Study Selection and Data Extraction

Article titles and abstracts, yielded by searches, were screened and full articles were obtained if the article appeared to meet criteria for inclusion. Inclusion criteria included articles related to (1) family factors, family communication, or parent-children interactions in relation to food and eating behaviors and (2) classic addiction strategies applied to obesity treatment. Articles were excluded if they (1) were related only to obesity treatment or addiction treatment, (2) had no reference to family, or (3) focused on other conditions, such as attention-deficit hyperactivity disorder or schizophrenia. Full texts were reviewed to determine potential inclusion in analysis. Studies were reviewed to determine whether they addressed the concepts of addictions therapy and obesity treatment, highlighted relevant treatments or concepts that could be applied to pediatric weight management, or pertained to family-based treatment approaches and communication. Data including study design, objectives, overall findings, and conclusions were extracted from the identified articles.

Results

The literature search utilizing the defined keywords yielded 276 abstracts. Of these, 168 were duplicates, yielding 108 abstracts; these were reviewed to determine if they met inclusion criteria. Applying the inclusion criteria above, 99 abstracts were found to not include a focus on addiction and obesity. Nearly all excluded studies had a singular focus on addiction or obesity treatment or on family-based treatment of various physical or mental health conditions, such as schizophrenia. A total of nine full-text articles met inclusion criteria and were reviewed for additional references. Two studies did not meet inclusion criteria: One dealt with binge eating disorder and another on events in which eating was part of a celebration (Fig. 1). Seven articles were retained for final inclusion. Three reviews, two survey studies, and two observational studies were reviewed, all of which were published after 2003 (see Table 2).4,25–30

Figure 1.

Figure 1.

Systematic review flow chart.

Table 2.

Studies of Pediatric Obesity, Family Communication, and Addiction

Author Year published Study design and objective Study population Findings
Acosta, MC4 2008 Review of parallels between obesity and addictive behaviors; suggest treatment recommendations employing addiction therapies based on the parallels Obesity and addiction are both ingestion habits that are reinforced by the ingested substance. They share patterns of transmission, including genetic predisposition, environmental risk factors, and common neurobiological pathways. Drawing on these parallels suggests that employing motivational strategies to engage children and families in treatment may be helpful, and cognitive behavioral therapy techniques can be used to identify triggers underlying bad eating habits.
Carlisle, KL25 2012 Review of family factors that have a primary influence on food addiction symptoms of children and strategies for intervention Family variables that influence child eating patterns include dysfunctional family interactions, parental modeling of adverse eating patterns, and parental control over child eating.
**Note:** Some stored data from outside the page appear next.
use serde::Serialize;
use std::fmt;

/// Outcome of probing for kernel-level syscall filtering.
#[derive(Debug, Clone, PartialEq, Eq, Serialize)]
#[serde(tag = "status", content = "reason", rename_all = "snake_case")]
pub enum FilterCapability {
    /// seccomp-bpf can be installed by this process.
    Supported,
    /// The OS family has no syscall filtering facility this crate can drive.
    UnsupportedPlatform,
    /// The platform has the facility but it is unavailable at runtime.
    CapabilityMissing(String),
}

impl FilterCapability {
    pub fn is_supported(&self) -> bool {
        matches!(self, FilterCapability::Supported)
    }
}

impl fmt::Display for FilterCapability {
    fn fmt(&self, f: &mut fmt::Formatter<'_>) -> fmt::Result {
        match self {
            FilterCapability::Supported => f.write_str("supported"),
            FilterCapability::UnsupportedPlatform => f.write_str("unsupported platform"),
            FilterCapability::CapabilityMissing(reason) => write!(f, "unavailable ({})", reason),
        }
    }
}

/// Detected sandbox capabilities of the current platform.
#[derive(Debug, Clone, Serialize)]
pub struct SandboxCapabilities {
    /// Kernel syscall filtering (seccomp-bpf, Linux only).
    pub syscall_filter: FilterCapability,

    /// Whether setrlimit-based CPU/memory ceilings are available.
    pub resource_limits: bool,

    /// Whether whole-tree termination via process groups is available.
    pub process_groups: bool,
}

/// Probe the current system for sandbox capabilities.
pub fn detect_capabilities() -> SandboxCapabilities {
    SandboxCapabilities {
        syscall_filter: probe_syscall_filtering(),
        resource_limits: cfg!(unix),
        process_groups: cfg!(unix),
    }
}

/// Probe only the syscall filtering facility.
pub fn probe_syscall_filtering() -> FilterCapability {
    #[cfg(all(
        target_os = "linux",
        any(target_arch = "x86_64", target_arch = "aarch64")
    ))]
    {
        probe_seccomp()
    }

    #[cfg(not(all(
        target_os = "linux",
        any(target_arch = "x86_64", target_arch = "aarch64")
    )))]
    {
        FilterCapability::UnsupportedPlatform
    }
}

#[cfg(all(
    target_os = "linux",
    any(target_arch = "x86_64", target_arch = "aarch64")
))]
fn probe_seccomp() -> FilterCapability {
    // The Seccomp field exists in /proc/self/status on kernels built with
    // CONFIG_SECCOMP (3.8+).
    match std::fs::read_to_string("/proc/self/status") {
        Ok(status) => parse_seccomp_status(&status),
        Err(e) => FilterCapability::CapabilityMissing(format!("cannot read /proc/self/status: {}", e)),
    }
}

#[cfg_attr(
    not(all(
        target_os = "linux",
        any(target_arch = "x86_64", target_arch = "aarch64")
    )),
    allow(dead_code)
)]
fn parse_seccomp_status(status: &str) -> FilterCapability {
    let Some(line) = status.lines().find(|l| l.starts_with("Seccomp:")) else {
        return FilterCapability::CapabilityMissing("kernel built without seccomp".to_string());
    };

    // 0 = disabled, 1 = strict mode, 2 = filter mode. Strict mode forbids
    // everything except read/write/exit, so no further filter can be added.
    match line.trim_start_matches("Seccomp:").trim() {
        "0" | "2" => FilterCapability::Supported,
        "1" => FilterCapability::CapabilityMissing("process is in seccomp strict mode".to_string()),
        other => FilterCapability::CapabilityMissing(format!("unrecognised seccomp mode {}", other)),
    }
}

impl SandboxCapabilities {
    /// Human-readable status lines for the `status` command.
    pub fn status_lines(&self) -> Vec<String> {
        let mark = |ok: bool| if ok { "ok" } else { "--" };

        vec![
            format!(
                "  Syscall filter:  {:<28} {}",
                self.syscall_filter.to_string(),
                mark(self.syscall_filter.is_supported())
            ),
            format!(
                "  Resource limits: {:<28} {}",
                if self.resource_limits { "setrlimit" } else { "not available" },
                mark(self.resource_limits)
            ),
            format!(
                "  Process groups:  {:<28} {}",
                if self.process_groups { "killpg" } else { "not available" },
                mark(self.process_groups)
            ),
        ]
    }
}

#[cfg(test)]
mod tests {
    use super::*;

    #[test]
    fn test_detect_capabilities_runs() {
        let caps = detect_capabilities();
        #[cfg(unix)]
        assert!(caps.resource_limits);
        #[cfg(not(target_os = "linux"))]
        assert_eq!(caps.syscall_filter, FilterCapability::UnsupportedPlatform);
        let _ = caps;
    }

    #[test]
    fn test_parse_seccomp_status_modes() {
        assert_eq!(
            parse_seccomp_status("Name:\tx\nSeccomp:\t0\n"),
            FilterCapability::Supported
        );
        assert_eq!(
            parse_seccomp_status("Seccomp:\t2\nSeccomp_filters:\t1\n"),
            FilterCapability::Supported
        );
        assert!(matches!(
            parse_seccomp_status("Seccomp:\t1\n"),
            FilterCapability::CapabilityMissing(_)
        ));
        assert!(matches!(
            parse_seccomp_status("Name:\tx\n"),
            FilterCapability::CapabilityMissing(_)
        ));
    }

    #[test]
    fn test_status_lines() {
        let lines = detect_capabilities().status_lines();
        assert_eq!(lines.len(), 3);
        assert!(lines[0].contains("Syscall filter"));
    }

    #[test]
    fn test_capability_serializes_with_reason() {
        let json =
            serde_json::to_string(&FilterCapability::CapabilityMissing("no".to_string())).unwrap();
        assert!(json.contains("capability_missing"));
        assert!(json.contains("\"no\""));
    }
}
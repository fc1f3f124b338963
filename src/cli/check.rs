use anyhow::Result;
use clap::{Args, Subcommand};
use std::process::ExitCode;

use crate::config::Config;
use crate::security::{AccessMode, FileSystemAccessControl, NetworkAccessControl};

#[derive(Args)]
pub struct CheckArgs {
    #[command(subcommand)]
    pub command: CheckCommands,

    /// Print the decision as JSON
    #[arg(long, global = true)]
    pub json: bool,
}

#[derive(Subcommand)]
pub enum CheckCommands {
    /// Would the sandbox let a command access this path?
    Path {
        path: String,

        /// Check write access instead of read
        #[arg(short, long)]
        write: bool,
    },

    /// Would the sandbox let a command connect to this host?
    Host { host: String },
}

/// Exit status 0 when allowed, 1 when denied.
pub fn run(args: CheckArgs, config: &Config) -> Result<ExitCode> {
    let allowed = match args.command {
        CheckCommands::Path { path, write } => {
            let mode = if write { AccessMode::Write } else { AccessMode::Read };
            let access = FileSystemAccessControl::new(config.filesystem_policy()?);
            let expanded = shellexpand::tilde(&path);
            let decision = access.evaluate(&*expanded, mode);
            if args.json {
                println!("{}", serde_json::to_string_pretty(&decision)?);
            } else {
                let resolved = decision
                    .resolved
                    .as_ref()
                    .map(|p| p.display().to_string())
                    .unwrap_or_else(|| "(unresolvable)".to_string());
                match decision.reason {
                    None => println!("allow  {} {}", mode, resolved),
                    Some(reason) => println!("deny   {} {} ({})", mode, resolved, reason),
                }
            }
            decision.allowed
        }
        CheckCommands::Host { host } => {
            let access = NetworkAccessControl::new(config.network_policy()?);
            let decision = access.evaluate(&host);
            if args.json {
                println!("{}", serde_json::to_string_pretty(&decision)?);
            } else {
                match decision.reason {
                    None => println!("allow  {}", decision.host),
                    Some(reason) => println!("deny   {} ({})", decision.host, reason),
                }
            }
            decision.allowed
        }
    };

    Ok(if allowed { ExitCode::SUCCESS } else { ExitCode::FAILURE })
}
Counseling techniques including motivational interviewing and solution-focused brief therapy for family members of children with food addiction may reduce food addiction among children.
Czaja, J26 2011 Observational study; examine parent-child interactions and children's eating behavior during a mealtime in families of a child with and without loss-of-control (LOC) eating to evaluate the influence of family functioning on child LOC eating n=74
Mean child age=10.58 (range, 8–13)
58% children with LOC eating
Families of children with LOC eating were characterized by more maladaptive overall family functioning and decreased interpersonal involvement. Testing parent-child communication training as an intervention for LOC eating in children was suggested.
Denoth, F27 2011 Cross-sectional nationwide survey study; examine BMI, eating attitudes, self-esteem, and use of substances in adolescents and explore the relationship of these factors with family factors n=33,815
Age range: 15–19 years
50% female
1.8% BMI≥30
Overweight adolescents consumed more drugs, except for cannabis, and more tranquilizers and sedatives, without a medical prescription. Once accounting for psychosocial factors, this relationship no longer exists. Therefore, the psychosocial environment that contributes to being overweight and substance use may be similar and therefore lead to the correlation between these variables. Adolescents who were overweight and using substances tended to have serious problems with parents and lacked family structure or parental support. Targeting modifiable family variables is suggested for intervention or prevention of both overweight and substance use.
DiLillo, V28 2003 Review of motivational interviewing; discuss the use of motivational interviewing in behavioral obesity treatment Motivational interviewing has been effective in treating addictive disorders by increasing adherence to treatment and may also prove to be helpful in weight loss. Ambivalence that exists in weight loss patients is similar to that in addiction treatment. Using motivational interviewing in individual sessions coupled with a comprehensive weight loss program is suggested.
Hagedorn, WB29 2009 Position paper and cross-sectional survey study; present arguments for and against an official diagnosis of addictive disorder for process addictions and determine if a new diagnosis is warranted by surveying opinions of professionals n=17; convenience sample of professionals at a poster session on addictive disorders
Age range: 30–69 years
65% female
88% Caucasian
35% clinicians; 47% educators; 18% graduate students
A total of 91% of participants endorsed the addition of a diagnosis of addictive disorder for process addictions. Common themes in responses to benefits of such a diagnosis included training, education, research benefits, client benefits, and clinical benefits. A total of 47% stated there were no deterrents to the addition of this diagnosis and those who stated deterrents included overlap with established disorders, pathologizing client behaviors, and complications related to insurance. Recognized that family members living with process addictions have a right to effective mental health treatment resulting from relationship difficulties, codependency, and other hardships resulting from the behaviors of their addicted family member
Rodenburg, G30 2012 Observational study; examine the influence of parenting style on the association between children's appetitive traits and dietary behaviors and weight in a large, community-based sample of children n=1839
Mean age=8.2 (range, 7–10); 50.5% boys
7% underweight; 79% normal weight; 14% overweight; 3% obese
A positive, graded association existed between food-approaching characteristics and weight and a negative, graded association existed between food-avoidant characteristics and weight. Parenting style moderated these associations such that authoritative parenting reduced the negative effect of food fussiness on fruit consumption and neglecting parenting strengthened the positive relation between food-approaching appetitive traits and weight. Therefore non-neglecting and authoritative parenting styles seem to be protective of child BMI and dietary intake. Targeting parents for preventive interventions on child weight and dietary intake is suggested.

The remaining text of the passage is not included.